Estado Islâmico reivindica atentados a mesquitas que mataram 142 pessoas no Iêmen

Quatro homens-bomba são responsáveis pelos ataques. Mais de 300 pesssoas ficaram feridas
Ataques de homens-bomba mataram cerca de 142 pessoas na capital do Iêmen.
(Foto: Mohammed Huwais/AFP)

Pelo menos 142 pessoas morreram em atentados contra mesquitas nesta sexta-feira (20), no Iêmen. O grupo terrorista Estado Islâmico (EI) reivindicou os atentados contra templos frequentados pelas milícias xiitas Houthi, minoria que tomou o controle da capital Sanaa em janeiro.
No Twitter, o grupo jihadista reivindicou a autoria do atentado, mas a Casa Branca disse que "não há indicação de ligação operacional" do EI com os ataques. O governo americano e o secretário geral da Onu, Ban Ki Moon, criticaram fortemente o atentado.
"Estamos investigando a mensagem assumindo a autoria pelo braço iemenita do Estado Islâmico. O EI agride por propaganda, mas todos os países da região estão ameaçados pelo grupo", afirmou Josh Earnest, porta-voz da Casa Branca.
Os ataques ocorreram dentro e fora de mesquitas na capital e na cidade de Saada. Segundo o mais recente balanço, além dos 142 mortos, outras 351 pessoas ficaram feridas. As primeiras informações das autoridades locais, entretanto, informavam apenas 70 mortos e 120 feridos.
Ataques de homens-bomba mataram cerca de 142 pessoas na capital do Iêmen.
(Foto: Reprodução/Twitter)

Homens-bombaOs ataques dos quatro homens-bomba ocorreram durante as orações do meio-dia nesta sexta-feira (20), nas mesquitas xiitas de al-Badr e al-Hashahush, e atingiram fiéis dentro e fora das mesquitas.
Na capital, Sanaa, uma testemunha ouviu as duas explosões que ocorreram em al-Badr. "Ia rezar à mesquita quando ouvi a primeira explosão e um segundo depois ouvi outra", relatou a testemunha à agência Reuters.
Segundo Hakim Almasmari, editor-chefe do jornal 'Yemen Post', as duas mesquitas são locais xiitas muito populares na capital. A Hashahush, em especial, é frequentada por líderes do grupo xiita Houthi, que atualmente governa o país. Na mesquita de al-Badr, um proeminente líder religioso, o imã al-Murtatha bin Zayd al-Mahatwari, morreu.

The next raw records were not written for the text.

//! Unified-diff hunk parsing and the per-line processing gate.

use std::sync::LazyLock;

use regex::Regex;

static HUNK_HEADER: LazyLock<Regex> = LazyLock::new(|| {
    Regex::new(r"@@\s+-(\d+)(?:,(\d+))?\s+\+(\d+)(?:,(\d+))?\s+@@")
        .expect("hunk header regex is valid")
});

/// Inclusive, 1-based range of lines in the new version of a file.
#[derive(Debug, Clone, Copy, PartialEq, Eq)]
pub struct LineRange {
    pub start: usize,
    pub end: usize,
}

impl LineRange {
    pub fn new(start: usize, end: usize) -> Self {
        Self { start, end }
    }

    pub fn contains(&self, line: usize) -> bool {
        line >= self.start && line <= self.end
    }
}

/// Extract the added/modified line ranges from `git diff --unified=0` output.
///
/// Pure-deletion hunks (new count 0) produce nothing. Headers whose numbers
/// do not parse are skipped.
pub fn parse_diff(diff: &str) -> Vec<LineRange> {
    let mut ranges = Vec::new();

    for line in diff.lines() {
        let Some(caps) = HUNK_HEADER.captures(line) else {
            continue;
        };

        let Ok(new_start) = caps[3].parse::<usize>() else {
            continue;
        };

        let new_count = match caps.get(4) {
            None => 1,
            Some(m) => match m.as_str().parse::<usize>() {
                Ok(n) => n,
                Err(_) => continue,
            },
        };

        if new_count > 0 {
            ranges.push(LineRange::new(
                new_start,
                new_start.saturating_add(new_count - 1),
            ));
        }
    }

    ranges
}

/// True iff `line` falls inside any of `ranges`.
pub fn is_in_range(line: usize, ranges: &[LineRange]) -> bool {
    ranges.iter().any(|r| r.contains(line))
}

/// Line ranges to process in one file.
///
/// An empty set means the whole file, not "no lines". A tracked file whose
/// diff holds only deletion hunks therefore parses to the whole file too.
#[derive(Debug, Clone, Default, PartialEq, Eq)]
pub struct LineRangeSet {
    ranges: Vec<LineRange>,
}

impl LineRangeSet {
    pub fn whole_file() -> Self {
        Self::default()
    }

    pub fn new(ranges: Vec<LineRange>) -> Self {
        Self { ranges }
    }

    pub fn from_diff(diff: &str) -> Self {
        Self::new(parse_diff(diff))
    }

    pub fn is_whole_file(&self) -> bool {
        self.ranges.is_empty()
    }

    pub fn ranges(&self) -> &[LineRange] {
        &self.ranges
    }

    /// Gate for the scanner: process every line when empty, otherwise only
    /// lines inside a range.
    pub fn should_process(&self, line: usize) -> bool {
        self.is_whole_file() || is_in_range(line, &self.ranges)
    }

    /// Union with another set. Whole-file absorbs everything.
    pub fn merge(&mut self, other: LineRangeSet) {
        if self.is_whole_file() {
            return;
        }
        if other.is_whole_file() {
            self.ranges.clear();
            return;
        }
        self.ranges.extend(other.ranges);
    }
}

#[cfg(test)]
mod tests {
    use super::*;

    #[test]
    fn single_line_change() {
        let diff = "@@ -10,1 +10,1 @@\n-old line\n+new line";
        assert_eq!(parse_diff(diff), vec![LineRange::new(10, 10)]);
    }

    #[test]
    fn addition_range_is_inclusive() {
        let diff = "@@ -5,0 +5,3 @@\n+line 1\n+line 2\n+line 3";
        assert_eq!(parse_diff(diff), vec![LineRange::new(5, 7)]);
    }

    #[test]
    fn multiple_hunks_in_order() {
        let diff = "diff --git a/x.py b/x.py\n\
                    index 123..456 100644\n\
                    --- a/x.py\n\
                    +++ b/x.py\n\
                    @@ -10,1 +10,1 @@ def foo():\n\
                    -old line\n\
                    +new line\n\
                    @@ -20,0 +20,2 @@\n\
                    +added line 1\n\
                    +added line 2";
        assert_eq!(
            parse_diff(diff),
            vec![LineRange::new(10, 10), LineRange::new(20, 21)]
        );
    }

    #[test]
    fn pure_deletion_yields_nothing() {
        let diff = "@@ -10,2 +10,0 @@\n-deleted line 1\n-deleted line 2";
        assert!(parse_diff(diff).is_empty());
    }

    #[test]
    fn missing_counts_default_to_one() {
        assert_eq!(
            parse_diff("@@ -10 +10 @@\n-old\n+new"),
            vec![LineRange::new(10, 10)]
        );
    }

    #[test]
    fn empty_and_malformed_input_yield_nothing() {
        assert!(parse_diff("").is_empty());
        assert!(parse_diff("@@ -a,b +c,d @@").is_empty());
        assert!(parse_diff("@@ -1,1 +99999999999999999999999,1 @@").is_empty());
    }

    #[test]
    fn is_in_range_is_inclusive_on_both_ends() {
        let ranges = [LineRange::new(5, 7), LineRange::new(20, 20)];
        assert!(!is_in_range(4, &ranges));
        assert!(is_in_range(5, &ranges));
        assert!(is_in_range(7, &ranges));
        assert!(!is_in_range(8, &ranges));
        assert!(is_in_range(20, &ranges));
    }

    #[test]
    fn empty_set_processes_every_line() {
        let set = LineRangeSet::whole_file();
        assert!(set.should_process(1));
        assert!(set.should_process(1_000_000));
        assert!(set.should_process(usize::MAX));
    }

    #[test]
    fn non_empty_set_gates_by_range() {
        let set = LineRangeSet::from_diff("@@ -3,0 +3,2 @@");
        assert!(!set.should_process(2));
        assert!(set.should_process(3));
        assert!(set.should_process(4));
        assert!(!set.should_process(5));
    }

    #[test]
    fn deletion_only_diff_gates_whole_file() {
        let set = LineRangeSet::from_diff("@@ -4,2 +3,0 @@\n-gone\n-gone");
        assert!(set.is_whole_file());
        assert!(set.should_process(1));
    }

    #[test]
    fn merge_with_whole_file_becomes_whole_file() {
        let mut set = LineRangeSet::new(vec![LineRange::new(1, 2)]);
        set.merge(LineRangeSet::new(vec![LineRange::new(8, 9)]));
        assert_eq!(set.ranges().len(), 2);
        assert!(set.should_process(9));

        set.merge(LineRangeSet::whole_file());
        assert!(set.is_whole_file());
    }
}
//! Allowlist of comment patterns that must survive stripping.
//!
//! A pattern without `*` matches when the comment contains it. A pattern
//! with `*` is a wildcard: non-star ends anchor to the start/end of the
//! comment and interior segments must appear in order.

/// Patterns used when no config file supplies any.
pub const DEFAULT_PRESERVE: &[&str] = &[
    "TODO:",
    "FIXME:",
    "HACK:",
    "XXX:",
    "@ts-ignore",
    "@ts-expect-error",
    "eslint-",
    "prettier-ignore",
    "pylint:",
    "mypy:",
    "type: ignore",
];

/// Ordered set of preserve patterns, loaded once per run.
#[derive(Debug, Clone, PartialEq, Eq)]
pub struct PreserveRules {
    patterns: Vec<String>,
}

impl PreserveRules {
    pub fn new(patterns: Vec<String>) -> Self {
        Self { patterns }
    }

    /// A rule set that preserves nothing.
    pub fn none() -> Self {
        Self {
            patterns: Vec::new(),
        }
    }

    pub fn patterns(&self) -> &[String] {
        &self.patterns
    }

    pub fn matches(&self, comment: &str) -> bool {
        should_preserve(comment, &self.patterns)
    }
}

impl Default for PreserveRules {
    fn default() -> Self {
        Self::new(DEFAULT_PRESERVE.iter().map(|p| p.to_string()).collect())
    }
}

/// True if any pattern matches the (trimmed) comment text.
pub fn should_preserve<S: AsRef<str>>(comment: &str, patterns: &[S]) -> bool {
    let comment = comment.trim();
    patterns
        .iter()
        .any(|pattern| matches_pattern(comment, pattern.as_ref()))
}

fn matches_pattern(text: &str, pattern: &str) -> bool {
    if pattern.contains('*') {
        matches_wildcard(text, pattern)
    } else {
        text.contains(pattern)
    }
}

fn matches_wildcard(text: &str, pattern: &str) -> bool {
    let mut parts: Vec<&str> = pattern.split('*').collect();
    let mut rest = text;

    // First segment is either an anchored prefix or the empty string before a leading `*`.
    let first = parts.remove(0);
    if !pattern.starts_with('*') {
        match rest.strip_prefix(first) {
            Some(tail) => rest = tail,
            None => return false,
        }
    }

    if !pattern.ends_with('*')
        && let Some(last) = parts.pop()
    {
        match rest.strip_suffix(last) {
            Some(head) => rest = head,
            None => return false,
        }
    }

    for part in parts.into_iter().filter(|p| !p.is_empty()) {
        match rest.find(part) {
            Some(idx) => rest = &rest[idx + part.len()..],
            None => return false,
        }
    }

    true
}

Houve ainda um terceiro ataque frustrado, quando um homem-bomba detonou antecipadamente seus explosivos num complexo do governo na província de Sadaa, área de forte presença Houthi. Duas pessoas morreram e uma terceira ficou ferida.
GovernoAtualmente, o Iêmen é dominado pelas milícias xiitas Houthi, que assumiram parcialmente o poder do país entre os meses de agosto e setembro de 2014. Em 2015, novos confrontos na capital levaram as milícias, que já controlavam Sanaa, a destituir o Parlamento e dissolver o Governo, assumindo totalmente o poder.

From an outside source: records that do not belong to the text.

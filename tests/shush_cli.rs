use std::error::Error;

use assert_cmd::cargo::cargo_bin_cmd;
use assert_fs::prelude::*;
use predicates::prelude::*;

type TestResult = Result<(), Box<dyn Error>>;

fn shush(temp: &assert_fs::TempDir) -> assert_cmd::Command {
    let mut cmd = cargo_bin_cmd!("shush");
    cmd.current_dir(temp).env("HOME", temp.path()).env_remove("RUST_LOG");
    cmd
}

#[test]
fn strips_python_file_and_keeps_preserved_comment() -> TestResult {
    let temp = assert_fs::TempDir::new()?;
    let file = temp.child("a.py");
    file.write_str("x = 1  # keep\n# TODO: fix\ny = 2\n")?;

    shush(&temp).arg("a.py").assert().success();

    file.assert("x = 1\n# TODO: fix\ny = 2\n");
    Ok(())
}

#[test]
fn comment_only_lines_are_deleted_unless_preserving_lines() -> TestResult {
    let temp = assert_fs::TempDir::new()?;
    let dropped = temp.child("drop.js");
    dropped.write_str("a();\n    // note\nb(); /* x */\n")?;
    let kept = temp.child("keep.js");
    kept.write_str("a();\n    // note\nb();\n")?;

    shush(&temp).arg("drop.js").assert().success();
    shush(&temp)
        .arg("keep.js")
        .arg("--preserve-lines")
        .assert()
        .success();

    dropped.assert("a();\nb();\n");
    kept.assert("a();\n    \nb();\n");
    Ok(())
}

#[test]
fn dry_run_previews_without_writing() -> TestResult {
    let temp = assert_fs::TempDir::new()?;
    let file = temp.child("main.go");
    let src = "package main\n// gone\nfunc main() {} // trailing\n";
    file.write_str(src)?;

    shush(&temp)
        .arg("main.go")
        .arg("--dry-run")
        .env("NO_COLOR", "1")
        .assert()
        .success()
        .stdout(predicate::str::contains("Preview: main.go"))
        .stdout(predicate::str::contains("2 lines would be changed"))
        .stdout(predicate::str::contains("+ func main() {}"));

    file.assert(src);
    Ok(())
}

#[test]
fn backup_keeps_original_contents() -> TestResult {
    let temp = assert_fs::TempDir::new()?;
    let file = temp.child("run.sh");
    file.write_str("echo hi # greet\n")?;

    shush(&temp).arg("run.sh").arg("--backup").assert().success();

    file.assert("echo hi\n");
    temp.child("run.sh.bak").assert("echo hi # greet\n");
    Ok(())
}

#[test]
fn inline_flag_leaves_block_comments() -> TestResult {
    let temp = assert_fs::TempDir::new()?;
    let file = temp.child("lib.c");
    file.write_str("int x; /* block */ // line\n")?;

    shush(&temp).arg("lib.c").arg("--inline").assert().success();

    file.assert("int x; /* block */\n");
    Ok(())
}

#[test]
fn directory_mode_is_flat_unless_recursive() -> TestResult {
    let temp = assert_fs::TempDir::new()?;
    let top = temp.child("src/top.rs");
    top.write_str("fn a() {} // x\n")?;
    let nested = temp.child("src/inner/deep.rs");
    nested.write_str("fn b() {} // y\n")?;
    temp.child("src/notes.txt").write_str("keep # this\n")?;

    shush(&temp).arg("src").assert().success();
    top.assert("fn a() {}\n");
    nested.assert("fn b() {} // y\n");

    shush(&temp).arg("src").arg("-r").assert().success();
    nested.assert("fn b() {}\n");
    temp.child("src/notes.txt").assert("keep # this\n");
    Ok(())
}

#[test]
fn shushignore_and_exclude_skip_files() -> TestResult {
    let temp = assert_fs::TempDir::new()?;
    temp.child(".shushignore").write_str("vendor/\n")?;
    let vendored = temp.child("vendor/lib.py");
    vendored.write_str("x = 1  # vendored\n")?;
    let generated = temp.child("gen/out.py");
    generated.write_str("y = 2  # generated\n")?;
    let own = temp.child("app.py");
    own.write_str("z = 3  # mine\n")?;

    shush(&temp)
        .arg(".")
        .arg("-r")
        .arg("--exclude")
        .arg("gen/**")
        .assert()
        .success();

    own.assert("z = 3\n");
    vendored.assert("x = 1  # vendored\n");
    generated.assert("y = 2  # generated\n");
    Ok(())
}

#[test]
fn directory_without_supported_files_fails() -> TestResult {
    let temp = assert_fs::TempDir::new()?;
    temp.child("docs/readme.txt").write_str("text\n")?;

    shush(&temp)
        .arg("docs")
        .assert()
        .failure()
        .stderr(predicate::str::contains("no supported files found"));
    Ok(())
}

#[test]
fn unsupported_single_file_is_fatal() -> TestResult {
    let temp = assert_fs::TempDir::new()?;
    temp.child("notes.txt").write_str("hello # there\n")?;

    shush(&temp)
        .arg("notes.txt")
        .assert()
        .failure()
        .stderr(predicate::str::contains("unsupported file extension: txt"));
    Ok(())
}

#[test]
fn project_config_overrides_preserve_patterns() -> TestResult {
    let temp = assert_fs::TempDir::new()?;
    temp.child(".shush.toml")
        .write_str("preserve = [\"*KEEP*\"]\n")?;
    let file = temp.child("a.ts");
    file.write_str("a(); // KEEP me\nb(); // TODO: drop\n")?;

    shush(&temp).arg("a.ts").assert().success();

    file.assert("a(); // KEEP me\nb();\n");
    Ok(())
}

#[test]
fn config_command_lists_defaults() -> TestResult {
    let temp = assert_fs::TempDir::new()?;

    shush(&temp)
        .arg("--config")
        .assert()
        .success()
        .stdout(predicate::str::contains("Using defaults"))
        .stdout(predicate::str::contains("TODO:"));
    Ok(())
}

#[test]
fn create_config_refuses_to_overwrite() -> TestResult {
    let temp = assert_fs::TempDir::new()?;

    shush(&temp).arg("--create-config").assert().success();
    temp.child(".shush.toml")
        .assert(predicate::str::contains("*IMPORTANT*"));

    shush(&temp)
        .arg("--create-config")
        .assert()
        .failure()
        .stderr(predicate::str::contains("already exists"));
    Ok(())
}

#[test]
fn conflicting_flags_are_rejected() -> TestResult {
    let temp = assert_fs::TempDir::new()?;

    shush(&temp)
        .arg("--staged")
        .arg("--unstaged")
        .assert()
        .failure()
        .stderr(predicate::str::contains("mutually exclusive"));
    Ok(())
}

#[test]
fn project_hook_install_and_uninstall() -> TestResult {
    let temp = assert_fs::TempDir::new()?;
    let home = temp.child("home");
    home.create_dir_all()?;
    let settings = temp.child(".claude/settings.json");
    settings.write_str("{\"model\": \"x\"}")?;

    shush(&temp)
        .env("HOME", home.path())
        .args(["--install-hook", "-s", "project"])
        .assert()
        .success()
        .stdout(predicate::str::contains("Hooks installed for project scope"));
    settings.assert(predicate::str::contains("shush --changes-only"));
    settings.assert(predicate::str::contains("\"model\": \"x\""));

    shush(&temp)
        .env("HOME", home.path())
        .args(["--install-hook", "-s", "project"])
        .assert()
        .failure()
        .stderr(predicate::str::contains("already installed"));

    shush(&temp)
        .env("HOME", home.path())
        .args(["--uninstall-hook", "-s", "project"])
        .assert()
        .success();
    settings.assert(predicate::str::contains("shush --changes-only").not());
    Ok(())
}

#[test]
fn non_utf8_file_is_reported_and_left_byte_identical() -> TestResult {
    let temp = assert_fs::TempDir::new()?;
    let latin1: &[u8] = b"name = 'caf\xe9'\nx = 1  # drop\n";
    let file = temp.child("a.py");
    file.write_binary(latin1)?;

    shush(&temp)
        .arg("a.py")
        .assert()
        .failure()
        .stderr(predicate::str::contains("not valid UTF-8"));

    assert_eq!(std::fs::read(file.path())?, latin1);
    Ok(())
}

#[test]
fn non_utf8_file_does_not_stop_directory_run() -> TestResult {
    let temp = assert_fs::TempDir::new()?;
    let latin1: &[u8] = b"s = 'caf\xe9'  # x\n";
    let bad = temp.child("src/bad.py");
    bad.write_binary(latin1)?;
    let good = temp.child("src/good.py");
    good.write_str("y = 2  # drop\n")?;

    shush(&temp)
        .arg("src")
        .assert()
        .failure()
        .stderr(predicate::str::contains("bad.py is not valid UTF-8"));

    assert_eq!(std::fs::read(bad.path())?, latin1);
    good.assert("y = 2\n");
    Ok(())
}

#[test]
fn unknown_config_key_keeps_user_patterns() -> TestResult {
    let temp = assert_fs::TempDir::new()?;
    temp.child(".shush.toml")
        .write_str("preserve = [\"*KEEP*\"]\nexclude = [\"gen/**\"]\n")?;
    let file = temp.child("a.ts");
    file.write_str("a(); // KEEP me\n")?;

    shush(&temp).arg("a.ts").assert().success();

    file.assert("a(); // KEEP me\n");
    Ok(())
}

Para os xiitas Houthi, apoiados pelo Irã, esta foi a única forma de afastar do poder o grupo al Qaeda e sua influência sunita. O grupo extremista Estado islâmico, que assumiu a autoria dos atentados, se desfiliou da al Qaeda em 2013.

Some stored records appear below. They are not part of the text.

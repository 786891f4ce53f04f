//! Line-oriented comment stripping.
//!
//! The scanner works on one line at a time with plain marker strings and a
//! naive quote tracker instead of a real lexer. Block comments are only
//! recognised within a single line; an unterminated block start consumes
//! the rest of that line and no state is carried to the next one.

use crate::diff::LineRangeSet;
use crate::languages::LanguageRule;
use crate::preserve::PreserveRules;

/// Which comment forms to remove.
#[derive(Debug, Clone, Copy, Default, PartialEq, Eq)]
pub enum StripMode {
    #[default]
    Both,
    LineOnly,
    BlockOnly,
}

/// Per-run scanner settings.
#[derive(Debug, Clone, Copy, Default, PartialEq, Eq)]
pub struct StripOptions {
    pub mode: StripMode,
    /// Keep a line that held only a comment as its leading whitespace
    /// instead of dropping it.
    pub preserve_blank_lines: bool,
}

/// What happened to one input line.
#[derive(Debug, Clone, PartialEq, Eq)]
pub enum Stripped {
    Unchanged,
    Rewritten(String),
    /// The line was nothing but comment and disappears from the output.
    Removed,
}

impl Stripped {
    pub fn is_changed(&self) -> bool {
        !matches!(self, Stripped::Unchanged)
    }

    /// The text written back for this line, `None` if it is dropped.
    pub fn output<'a>(&'a self, original: &'a str) -> Option<&'a str> {
        match self {
            Stripped::Unchanged => Some(original),
            Stripped::Rewritten(s) => Some(s),
            Stripped::Removed => None,
        }
    }
}

/// Byte index of the first `marker` occurrence outside a quoted region.
///
/// Quotes are `"`, `'` and `` ` ``. A closing quote preceded by a backslash
/// does not close the string; `\\"` is misread, which is accepted.
pub fn find_marker(text: &str, marker: &str) -> Option<usize> {
    if marker.is_empty() {
        return None;
    }

    let bytes = text.as_bytes();
    let needle = marker.as_bytes();
    let mut quote: Option<u8> = None;

    for i in 0..bytes.len() {
        let b = bytes[i];

        match quote {
            None if matches!(b, b'"' | b'\'' | b'`') => {
                quote = Some(b);
                continue;
            }
            Some(q) => {
                if b == q && i > 0 && bytes[i - 1] != b'\\' {
                    quote = None;
                }
                continue;
            }
            None => {}
        }

        if bytes[i..].starts_with(needle) {
            return Some(i);
        }
    }

    None
}

/// Strips comments from single lines for one language.
#[derive(Debug, Clone, Copy)]
pub struct LineScanner<'a> {
    rule: &'a LanguageRule,
    preserve: &'a PreserveRules,
    options: StripOptions,
}

impl<'a> LineScanner<'a> {
    pub fn new(rule: &'a LanguageRule, preserve: &'a PreserveRules, options: StripOptions) -> Self {
        Self {
            rule,
            preserve,
            options,
        }
    }

    /// Remove comments from `line`.
    ///
    /// A comment matching a preserve pattern vetoes every removal on the
    /// line: the line comes back unchanged even if other, unpreserved
    /// comments are present.
    pub fn strip(&self, line: &str) -> Stripped {
        let Some(result) = self.remove_comments(line) else {
            return Stripped::Unchanged;
        };

        let result = result.trim_end_matches([' ', '\t']);
        if result.trim().is_empty() {
            if self.options.preserve_blank_lines {
                return Stripped::Rewritten(leading_whitespace(line).to_string());
            }
            return Stripped::Removed;
        }

        Stripped::Rewritten(result.to_string())
    }

    /// `Some(text)` when at least one comment was cut, `None` when nothing
    /// matched or a preserve pattern vetoed the line.
    fn remove_comments(&self, line: &str) -> Option<String> {
        let mut result = line.to_string();
        let mut changed = false;

        if self.options.mode != StripMode::BlockOnly {
            for marker in [self.rule.line, self.rule.alt_line] {
                if let Some(idx) = find_marker(&result, marker) {
                    if self.preserve.matches(&result[idx..]) {
                        return None;
                    }
                    result.truncate(idx);
                    changed = true;
                    break;
                }
            }
        }

        if self.options.mode != StripMode::LineOnly
            && let Some(block) = self.rule.block
        {
            while let Some(start) = find_marker(&result, block.start) {
                match find_marker(&result[start..], block.end) {
                    None => {
                        if self.preserve.matches(&result[start..]) {
                            return None;
                        }
                        result.truncate(start);
                        changed = true;
                        break;
                    }
                    Some(rel_end) => {
                        let end = start + rel_end + block.end.len();
                        if self.preserve.matches(&result[start..end]) {
                            return None;
                        }
                        result.replace_range(start..end, "");
                        changed = true;
                    }
                }
            }
        }

        changed.then_some(result)
    }
}

/// Convenience wrapper: strip one line and report whether it changed.
pub fn strip_comments(
    line: &str,
    rule: &LanguageRule,
    preserve: &PreserveRules,
    options: StripOptions,
) -> Stripped {
    LineScanner::new(rule, preserve, options).strip(line)
}

/// True if the line contains any comment marker of the rule, outside quotes.
///
/// Used to classify unchanged lines as "preserved" in previews.
pub fn line_has_comment(line: &str, rule: &LanguageRule) -> bool {
    let markers = [
        Some(rule.line),
        Some(rule.alt_line),
        rule.block.map(|b| b.start),
        rule.block.map(|b| b.end),
    ];

    markers
        .into_iter()
        .flatten()
        .any(|marker| find_marker(line, marker).is_some())
}

fn leading_whitespace(line: &str) -> &str {
    let end = line
        .find(|c: char| c != ' ' && c != '\t')
        .unwrap_or(line.len());
    &line[..end]
}

/// How one line of a file fared, for previews and statistics.
#[derive(Debug, Clone, Copy, PartialEq, Eq)]
pub enum LineKind {
    /// Outside the processed ranges, or processed with nothing to remove.
    Kept,
    /// Processed, unchanged, but it still carries a comment.
    Preserved,
    Modified,
    Removed,
}

/// One line of a processed file.
#[derive(Debug, Clone, PartialEq, Eq)]
pub struct LineOutcome {
    pub number: usize,
    pub original: String,
    pub stripped: Stripped,
    pub kind: LineKind,
}

/// Result of running the scanner over a whole file.
#[derive(Debug, Clone, Default, PartialEq, Eq)]
pub struct FileOutcome {
    pub lines: Vec<LineOutcome>,
}

impl FileOutcome {
    pub fn is_modified(&self) -> bool {
        self.lines.iter().any(|l| l.stripped.is_changed())
    }

    pub fn count(&self, kind: LineKind) -> usize {
        self.lines.iter().filter(|l| l.kind == kind).count()
    }

    pub fn changed_count(&self) -> usize {
        self.count(LineKind::Modified) + self.count(LineKind::Removed)
    }

    /// Reassemble the new file contents; every kept line ends with `\n`.
    pub fn render(&self) -> String {
        let mut out = String::new();
        for line in &self.lines {
            if let Some(text) = line.stripped.output(&line.original) {
                out.push_str(text);
                out.push('\n');
            }
        }
        out
    }
}

/// Run the scanner over every line of `src` that the range gate admits.
///
/// Lines outside `ranges` are passed through untouched.
pub fn strip_source(src: &str, scanner: &LineScanner<'_>, ranges: &LineRangeSet) -> FileOutcome {
    let lines = src
        .lines()
        .enumerate()
        .map(|(i, raw)| {
            let number = i + 1;
            let line = raw.strip_suffix('\r').unwrap_or(raw);

            if !ranges.should_process(number) {
                return LineOutcome {
                    number,
                    original: line.to_string(),
                    stripped: Stripped::Unchanged,
                    kind: LineKind::Kept,
                };
            }

            let stripped = scanner.strip(line);
            let kind = match &stripped {
                Stripped::Removed => LineKind::Removed,
                Stripped::Rewritten(_) => LineKind::Modified,
                Stripped::Unchanged if line_has_comment(line, scanner.rule) => LineKind::Preserved,
                Stripped::Unchanged => LineKind::Kept,
            };

            LineOutcome {
                number,
                original: line.to_string(),
                stripped,
                kind,
            }
        })
        .collect();

    FileOutcome { lines }
}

Ataques ao presidenteNa quinta-feira (19), dois ataques aéreos visaram o complexo em Adenfor, no sul do país, onde está refugiado o Presidente do Iêmen, Abd-Rabbu Mansour Hadi. Pelo menos dois aviões sem identificação bombardearam parte do complexo que inclui a residência do Presidente, que saiu ileso dos ataques.